— WORK TASK —
Count the lines below that include "from". Only the number should be given.

(Extracted records)
= Beginning of Section =
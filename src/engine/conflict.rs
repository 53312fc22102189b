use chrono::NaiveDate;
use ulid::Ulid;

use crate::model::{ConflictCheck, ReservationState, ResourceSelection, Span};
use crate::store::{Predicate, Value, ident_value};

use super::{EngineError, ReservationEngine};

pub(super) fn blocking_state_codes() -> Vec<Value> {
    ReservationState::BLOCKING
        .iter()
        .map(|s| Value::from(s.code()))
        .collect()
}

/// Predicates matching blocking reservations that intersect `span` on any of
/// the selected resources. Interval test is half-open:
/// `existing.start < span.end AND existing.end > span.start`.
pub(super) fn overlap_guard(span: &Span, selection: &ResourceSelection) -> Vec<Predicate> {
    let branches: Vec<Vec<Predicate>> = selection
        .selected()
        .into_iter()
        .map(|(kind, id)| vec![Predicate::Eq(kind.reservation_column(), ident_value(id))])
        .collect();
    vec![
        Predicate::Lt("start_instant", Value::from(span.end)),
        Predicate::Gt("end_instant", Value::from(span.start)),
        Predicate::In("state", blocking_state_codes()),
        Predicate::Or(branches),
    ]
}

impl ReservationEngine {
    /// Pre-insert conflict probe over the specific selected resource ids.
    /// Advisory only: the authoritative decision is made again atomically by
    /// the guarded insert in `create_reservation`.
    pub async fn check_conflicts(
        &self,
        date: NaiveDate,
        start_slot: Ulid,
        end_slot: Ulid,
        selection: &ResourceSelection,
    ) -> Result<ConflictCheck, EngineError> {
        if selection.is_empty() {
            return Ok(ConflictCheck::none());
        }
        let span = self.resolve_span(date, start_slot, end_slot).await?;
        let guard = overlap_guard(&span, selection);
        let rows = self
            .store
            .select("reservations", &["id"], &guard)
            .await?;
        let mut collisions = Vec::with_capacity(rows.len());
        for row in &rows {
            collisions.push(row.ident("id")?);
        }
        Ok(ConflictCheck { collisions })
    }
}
= End of Section =
= Beginning of Section =
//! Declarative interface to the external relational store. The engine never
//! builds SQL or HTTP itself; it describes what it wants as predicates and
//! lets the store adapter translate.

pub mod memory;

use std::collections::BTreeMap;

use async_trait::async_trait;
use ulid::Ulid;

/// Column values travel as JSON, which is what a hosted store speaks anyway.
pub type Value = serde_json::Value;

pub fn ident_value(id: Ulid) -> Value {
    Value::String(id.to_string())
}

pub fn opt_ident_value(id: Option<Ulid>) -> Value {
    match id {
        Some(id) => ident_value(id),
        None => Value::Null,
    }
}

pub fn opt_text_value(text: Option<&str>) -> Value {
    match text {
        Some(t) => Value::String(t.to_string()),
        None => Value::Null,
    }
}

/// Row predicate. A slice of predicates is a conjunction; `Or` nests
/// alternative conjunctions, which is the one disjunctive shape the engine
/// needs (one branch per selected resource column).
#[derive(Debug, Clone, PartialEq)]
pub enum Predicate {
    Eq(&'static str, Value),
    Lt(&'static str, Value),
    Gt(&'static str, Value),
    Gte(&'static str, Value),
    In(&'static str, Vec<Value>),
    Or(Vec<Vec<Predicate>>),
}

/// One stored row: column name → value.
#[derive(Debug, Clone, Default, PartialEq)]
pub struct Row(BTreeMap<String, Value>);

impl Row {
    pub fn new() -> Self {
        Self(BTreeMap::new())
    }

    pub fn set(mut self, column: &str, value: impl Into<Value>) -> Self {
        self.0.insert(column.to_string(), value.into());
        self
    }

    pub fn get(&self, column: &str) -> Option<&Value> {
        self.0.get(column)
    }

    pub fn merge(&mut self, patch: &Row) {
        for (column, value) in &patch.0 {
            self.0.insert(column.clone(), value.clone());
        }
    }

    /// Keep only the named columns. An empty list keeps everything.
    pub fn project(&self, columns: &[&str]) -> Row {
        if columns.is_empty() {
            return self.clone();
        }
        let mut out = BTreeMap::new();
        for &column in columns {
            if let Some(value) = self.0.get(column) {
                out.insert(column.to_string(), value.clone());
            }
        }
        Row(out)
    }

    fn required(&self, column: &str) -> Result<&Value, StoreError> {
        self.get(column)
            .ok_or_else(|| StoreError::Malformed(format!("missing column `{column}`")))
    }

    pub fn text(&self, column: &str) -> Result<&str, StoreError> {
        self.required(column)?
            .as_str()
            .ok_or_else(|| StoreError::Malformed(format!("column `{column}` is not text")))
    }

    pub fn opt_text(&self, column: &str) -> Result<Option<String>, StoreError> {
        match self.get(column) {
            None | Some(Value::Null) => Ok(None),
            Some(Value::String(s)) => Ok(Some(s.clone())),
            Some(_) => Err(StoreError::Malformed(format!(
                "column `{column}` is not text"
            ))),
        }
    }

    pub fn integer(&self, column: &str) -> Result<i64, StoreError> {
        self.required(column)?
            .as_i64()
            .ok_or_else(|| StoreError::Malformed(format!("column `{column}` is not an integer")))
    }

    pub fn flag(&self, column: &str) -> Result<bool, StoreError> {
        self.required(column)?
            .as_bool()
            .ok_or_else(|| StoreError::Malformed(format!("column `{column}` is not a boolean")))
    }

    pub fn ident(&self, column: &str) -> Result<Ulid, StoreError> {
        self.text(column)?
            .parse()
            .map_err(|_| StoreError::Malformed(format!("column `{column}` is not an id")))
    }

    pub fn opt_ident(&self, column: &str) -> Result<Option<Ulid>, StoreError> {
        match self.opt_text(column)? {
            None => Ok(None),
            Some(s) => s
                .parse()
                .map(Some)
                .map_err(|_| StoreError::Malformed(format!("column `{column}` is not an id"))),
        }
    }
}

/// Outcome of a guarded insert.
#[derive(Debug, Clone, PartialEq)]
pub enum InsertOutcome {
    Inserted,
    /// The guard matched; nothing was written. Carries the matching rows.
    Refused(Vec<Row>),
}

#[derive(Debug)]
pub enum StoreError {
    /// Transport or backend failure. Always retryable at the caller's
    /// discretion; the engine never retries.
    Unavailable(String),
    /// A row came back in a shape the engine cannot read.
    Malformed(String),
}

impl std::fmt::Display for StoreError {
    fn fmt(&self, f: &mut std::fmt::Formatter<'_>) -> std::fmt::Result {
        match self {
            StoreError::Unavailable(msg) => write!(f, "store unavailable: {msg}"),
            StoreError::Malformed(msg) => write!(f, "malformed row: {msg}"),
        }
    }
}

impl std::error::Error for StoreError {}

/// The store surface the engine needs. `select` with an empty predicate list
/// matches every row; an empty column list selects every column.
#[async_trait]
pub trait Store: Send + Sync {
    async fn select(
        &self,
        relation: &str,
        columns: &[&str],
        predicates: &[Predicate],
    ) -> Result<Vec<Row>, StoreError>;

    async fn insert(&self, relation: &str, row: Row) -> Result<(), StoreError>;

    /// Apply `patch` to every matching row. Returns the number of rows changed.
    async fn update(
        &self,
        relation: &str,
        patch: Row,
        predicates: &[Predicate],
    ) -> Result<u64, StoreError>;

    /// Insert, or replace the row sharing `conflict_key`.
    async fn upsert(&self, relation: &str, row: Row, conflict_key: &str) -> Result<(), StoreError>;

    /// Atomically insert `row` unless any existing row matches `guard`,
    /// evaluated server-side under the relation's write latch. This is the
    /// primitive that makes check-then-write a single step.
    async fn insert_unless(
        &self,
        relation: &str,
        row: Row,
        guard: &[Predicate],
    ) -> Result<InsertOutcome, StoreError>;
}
= End of Section =
— COMPLETED EXERCISE —
3